Reuters, 20 May 2008

Saying that coal will remain the backbone of global energy supply for the next 25 years, IEA Chief Economist Fatih Birol explained the growth of energy demand especially in China and India will mean coal is an essential fuel. “When I was in Davos in January, the energy discussion was all about renewables growth in megawatts. Soon after I was in Singapore and the discussion was all about coal and power generation, talked about in gigawatts. It was like living on two different planets”, Birol said at a conference in Nice.

 

Business News Americas, 02 May 2008

Discussing Chile’s possible accession to the IEA with officials from the South American country, the Agency’s Deputy Executive Director William Ramsay told BNamericas that “in the context of Chile becoming a candidate for the OECD, we have obviously sent out feelers to see what the country is thinking about its eventual association with the IEA”. He specified that, to join the IEA, Chile would need to accumulate strategic stockpiles equivalent to at least 90 days of net oil imports.

 

The Australian, 26 April 2008

The newspaper is running a special report on clean energy and refers to the IEA publication Promoting Energy Efficiency Investments which calls on governments to improve energy efficiency. “It is by far the most cost-effective way to deliver increased energy security, reduced energy costs and a cleaner environment”, The Australian quotes the IEA, highlighting that buildings can play a key role as they are responsible for 40 per cent of global energy consumption and 24 per cent of CO2 emissions.

 

The Independent, 23 April 2008

The current surge in oil prices prompts warnings of global recession, the newspaper writes and quotes IEA Executive Director Nobuo Tanaka as saying at the International Energy Forum (IEF) in Rome that he had “some concern” that the price hike is having “a negative impact on economic growth”.

 

WPS: The Russian Oil and Gas Report, 23 April 2008

WPS is running a story on the decline of Russian oil output in the first quarter and warnings that state intervention could hamper further investment growth. Alluding to the takeovers by the state-controlled companies Rosneft and Gazprom, IEA oil supply analyst David Fyfe told WPS that a lot will depend on the companies’ “ability to begin new developments in east Siberia and the Arctic.
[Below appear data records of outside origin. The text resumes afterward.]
#[test]
fn path_runner_rides_the_path_and_survives_its_removal() {
    let mut services = Services::default();
    let nav = NavHandle::instant();
    let anim = AnimHandle::new();
    let path = Arc::new(PathSpline::new(vec![Vec3::ZERO, Vec3::new(10.0, 0.0, 0.0)], false).expect("path"));
    let movement = MovementConfig {
        min_speed: 2.0,
        max_speed: 2.0,
        ..MovementConfig::default()
    };
    let mut c = character(1, Role::PathRunner, &nav, &anim)
        .movement(movement)
        .path(path, EndOfPath::Loop)
        .build()
        .expect("valid");

    tick(&mut c, &mut services);
    assert_eq!(c.state(), StateId::PathPatrolling);
    assert_eq!(nav.last_destination(), Some(Vec3::ZERO));

    tick(&mut c, &mut services);
    tick(&mut c, &mut services);
    let position = c.body().transform.position;
    assert!((position - Vec3::new(2.0, 0.0, 0.0)).length() < 1e-4);
    assert!((c.body().transform.forward() - Vec3::X).length() < 1e-4);
    assert!(nav.state().stopped);
    assert_eq!(anim.last_float(params::SPEED), Some(2.0));

    c.body_mut().detach_path();
    let warps = nav.state().warps.len();
    tick(&mut c, &mut services);
    tick(&mut c, &mut services);
    assert_eq!(c.state(), StateId::PathPatrolling);
    assert_eq!(c.body().transform.position, position);
    assert_eq!(nav.state().warps.len(), warps);
    assert!(nav.state().stopped);
}

// ---------------------------------------------------------------------------
// Wandering
// ---------------------------------------------------------------------------

#[test]
fn wander_samples_within_radius() {
    let mut services = Services::default();
    let nav = NavHandle::new();
    let anim = AnimHandle::new();
    let mut c = character(1, Role::Elder, &nav, &anim).build().expect("valid");
    tick(&mut c, &mut services);

    let destination = nav.last_destination().expect("picked");
    assert!(destination.length() <= MovementConfig::default().wander_radius + 1e-4);

    // Travel distance above the stopping distance: keep walking.
    tick(&mut c, &mut services);
    assert_eq!(nav.destinations().len(), 1);

    nav.arrive();
    tick(&mut c, &mut services);
    assert_eq!(nav.destinations().len(), 2);
}
//! # Strider Core
//!
//! Engine-agnostic behavior core for ambient NPCs.
//!
//! Every [`Character`] pairs a fixed [`Role`] with a current [`StateId`]:
//!
//! - **Role policies** decide how a character reacts to stimuli and which
//!   capabilities (rest, patrol, wander, follow, idle) it supports.
//! - **State behaviors** carry the per-frame logic: patrolling a waypoint
//!   loop, riding a path, wandering, following, sitting in a rest area.
//!
//! A state never switches itself. It returns a [`Flow`] that hands a
//! [`RoleCommand`] back to the active role, and the role decides which state
//! comes next through [`Dispatch::request_state`].
//!
//! The host supplies navigation and animation through the [`NavAgent`] and
//! [`Animator`] traits and drives everything with [`Character::tick`].

#![deny(clippy::unwrap_used)]
#![deny(missing_docs)]
#![warn(clippy::pedantic)]
#![allow(clippy::module_name_repetitions)]

pub mod anim;
pub mod character;
pub mod config;
pub mod dispatch;
pub mod error;
pub mod events;
pub mod metrics;
pub mod nav;
pub mod path;
pub mod rest_area;
pub mod roles;
pub mod states;
pub mod types;

pub use anim::{Animator, ParamId};
pub use character::{Character, CharacterBody, CharacterBuilder, Lifecycle, Route, RoleTable, StateTable};
pub use config::{MovementConfig, StriderConfig};
pub use dispatch::{Dispatch, Env, Flow, RoleCommand, Services, TransformIndex};
pub use error::{Result, StriderError};
pub use events::{CustomEvent, CustomEventKind, Delivery, EventBus, EventTarget};
pub use metrics::{CounterSnapshot, DispatchCounters};
pub use nav::NavAgent;
pub use path::{EndOfPath, PathSpline};
pub use rest_area::{RestArea, RestAreaId, RestAreas, RestBinding};
pub use roles::RolePolicy;
pub use states::{RestPhase, StateBehavior};
pub use types::*;
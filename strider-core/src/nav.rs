//! Navigation adapter boundary.
//!
//! The core never plans paths itself. Hosts plug a destination-seeking agent
//! in behind [`NavAgent`] and the state behaviors drive it.

use glam::Vec3;

/// A destination-seeking pathfinding agent owned by one character.
pub trait NavAgent: Send {
    /// Request a new destination. Path computation may complete later, see
    /// [`path_pending`](Self::path_pending).
    fn set_destination(&mut self, point: Vec3);

    /// Distance left along the current path.
    fn remaining_distance(&self) -> f32;

    /// Distance under which the agent counts as arrived.
    fn stopping_distance(&self) -> f32;

    /// Whether a requested path is still being computed.
    fn path_pending(&self) -> bool;

    /// Whether the agent currently has a path.
    fn has_path(&self) -> bool;

    /// Halt or resume movement along the current path.
    fn set_stopped(&mut self, stopped: bool);

    /// Whether movement is halted.
    fn is_stopped(&self) -> bool;

    /// Current velocity.
    fn velocity(&self) -> Vec3;

    /// Current maximum speed.
    fn speed(&self) -> f32;

    /// Set the maximum speed.
    fn set_speed(&mut self, speed: f32);

    /// Set the acceleration.
    fn set_acceleration(&mut self, acceleration: f32);

    /// Teleport the agent without pathing. Clears the current path, so
    /// [`remaining_distance`](Self::remaining_distance) reads zero afterwards.
    fn warp(&mut self, position: Vec3);

    /// Project `point` onto the walkable surface within `max_distance`.
    /// `None` when no walkable position is close enough.
    fn sample_position(&self, point: Vec3, max_distance: f32) -> Option<Vec3>;
}
impl CharacterBuilder {
    fn new(id: CharacterId, role: Role) -> Self {
        Self {
            id,
            role,
            initial_state: StateId::Idle,
            transform: Transform::default(),
            movement: MovementConfig::default(),
            route: Route::None,
            follow_target: None,
            seed: 0,
            can_start: true,
            nav: None,
            animator: None,
            roles: None,
            states: None,
        }
    }

    /// State the character is in before its first transition.
    #[must_use]
    pub fn initial_state(mut self, state: StateId) -> Self {
        self.initial_state = state;
        self
    }

    /// Spawn transform.
    #[must_use]
    pub fn transform(mut self, transform: Transform) -> Self {
        self.transform = transform;
        self
    }

    /// Movement tuning.
    #[must_use]
    pub fn movement(mut self, movement: MovementConfig) -> Self {
        self.movement = movement;
        self
    }

    /// Patrol waypoints.
    #[must_use]
    pub fn waypoints(mut self, points: Vec<Vec3>) -> Self {
        self.route = Route::Waypoints(WaypointRoute::new(points));
        self
    }

    /// Patrol waypoints with the cursor on `index`, typically the waypoint
    /// the character spawned at.
    #[must_use]
    pub fn waypoints_from(mut self, points: Vec<Vec3>, index: usize) -> Self {
        self.route = Route::Waypoints(WaypointRoute::starting_at(points, index));
        self
    }

    /// Patrol path.
    #[must_use]
    pub fn path(mut self, path: Arc<PathSpline>, end: EndOfPath) -> Self {
        self.route = Route::Path {
            path: Some(path),
            end,
        };
        self
    }

    /// Character to follow.
    #[must_use]
    pub fn follow(mut self, target: CharacterId) -> Self {
        self.follow_target = Some(target);
        self
    }

    /// Scene seed. Mixed with the id so every character draws its own stream.
    #[must_use]
    pub fn seed(mut self, seed: u64) -> Self {
        self.seed = seed;
        self
    }

    /// Keep the character spawned until [`Character::permit_start`].
    #[must_use]
    pub fn held(mut self) -> Self {
        self.can_start = false;
        self
    }

    /// Navigation agent.
    #[must_use]
    pub fn nav(mut self, nav: Box<dyn NavAgent>) -> Self {
        self.nav = Some(nav);
        self
    }

    /// Animation driver.
    #[must_use]
    pub fn animator(mut self, animator: Box<dyn Animator>) -> Self {
        self.animator = Some(animator);
        self
    }

    /// Custom role registry.
    #[must_use]
    pub fn roles(mut self, roles: RoleTable) -> Self {
        self.roles = Some(roles);
        self
    }

    /// Custom state registry.
    #[must_use]
    pub fn states(mut self, states: StateTable) -> Self {
        self.states = Some(states);
        self
    }

    /// Validate the registries and build.
    ///
    /// # Errors
    /// Returns `StriderError::MissingRole`, `StriderError::MissingState` or
    /// `StriderError::MismatchedState` for an incomplete registry, and
    /// `StriderError::Config` for invalid movement tuning.
    pub fn build(self) -> Result<Character> {
        let roles = self.roles.unwrap_or_else(RoleTable::standard);
        let states = self.states.unwrap_or_else(StateTable::standard);
        roles.validate()?;
        states.validate()?;
        self.movement.validate()?;

        let stream = self.seed ^ u64::from(self.id.0).wrapping_mul(0x9E37_79B9_7F4A_7C15);
        debug!(character = %self.id, role = %self.role, state = ?self.initial_state, "Character built");

        Ok(Character {
            body: CharacterBody {
                id: self.id,
                role: self.role,
                transform: self.transform,
                nav: Slot::new("nav", self.nav),
                animator: Slot::new("animator", self.animator),
                movement: self.movement,
                route: self.route,
                rest: None,
                follow_target: self.follow_target,
                rng: SmallRng::seed_from_u64(stream),
            },
            activity: Activity {
                state: self.initial_state,
                entered: false,
            },
            lifecycle: Lifecycle::Spawned,
            can_start: self.can_start,
            roles,
            states,
            pending: VecDeque::new(),
        })
    }
}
But they have huge amounts of debts and we are now in an environment where globally credit is scarce”.

 

Financial Times, 16 April 2008

Asked about the recent decline in Russia’s oil output, IEA Deputy Executive Director William Ramsay explained that it was largely due to heavy tax burden on the oil industry and uncertainty over foreign access to new fields, partly related to the positioning on gas exploration on Sakhalin-1. Yet, he said “we think it (the situation) can be reversed if investment conditions were more amenable to generate investment”.

 

Wall Street Journal, 14 April 2008

Explaining the IEA reduction in estimates for growth in world oil demand in the Agency’s April Oil Market Report, Mr. Lawrence Eagles, head of the IEA Oil Market division, said “It’s the biggest downward revision we’ve had on demand growth since the September 11 attacks.” Key to the downward revision is the United States’ lower economic-growth prospects, which the International Monetary Fund slashed Wednesday to just 0.5% this year, from 1.5%.